Records shown:
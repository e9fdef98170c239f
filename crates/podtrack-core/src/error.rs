use thiserror::Error;

#[derive(Debug, Error)]
pub enum PodtrackError {
    /// A field name that does not carry enough underscore-delimited tokens
    /// to extract an outcome id. Callers drop the field and continue.
    #[error("malformed field name: {0}")]
    MalformedFieldName(String),

    #[error("pod not found in roster: {0}")]
    PodNotFound(String),

    #[error("no record for user in {record_type}")]
    NoRecord { record_type: String },

    #[error("schema unavailable for {record_type}: {reason}")]
    SchemaUnavailable { record_type: String, reason: String },

    #[error("query failed: {0}")]
    QueryFailed(String),

    #[error("update rejected for {record_type}/{record_id}: {reason}")]
    UpdateRejected {
        record_type: String,
        record_id: String,
        reason: String,
    },

    #[error("record has no id attribute")]
    MissingRecordId,

    #[error(transparent)]
    Io(#[from] std::io::Error),

    #[error(transparent)]
    Yaml(#[from] serde_yaml::Error),

    #[error(transparent)]
    Json(#[from] serde_json::Error),
}

pub type Result<T> = std::result::Result<T, PodtrackError>;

Aim of the exercise:
Copy out each line of the records where the word "from" appears.

Solution for this task:
    Io(#[from] std::io::Error),
    Yaml(#[from] serde_yaml::Error),
    Json(#[from] serde_json::Error),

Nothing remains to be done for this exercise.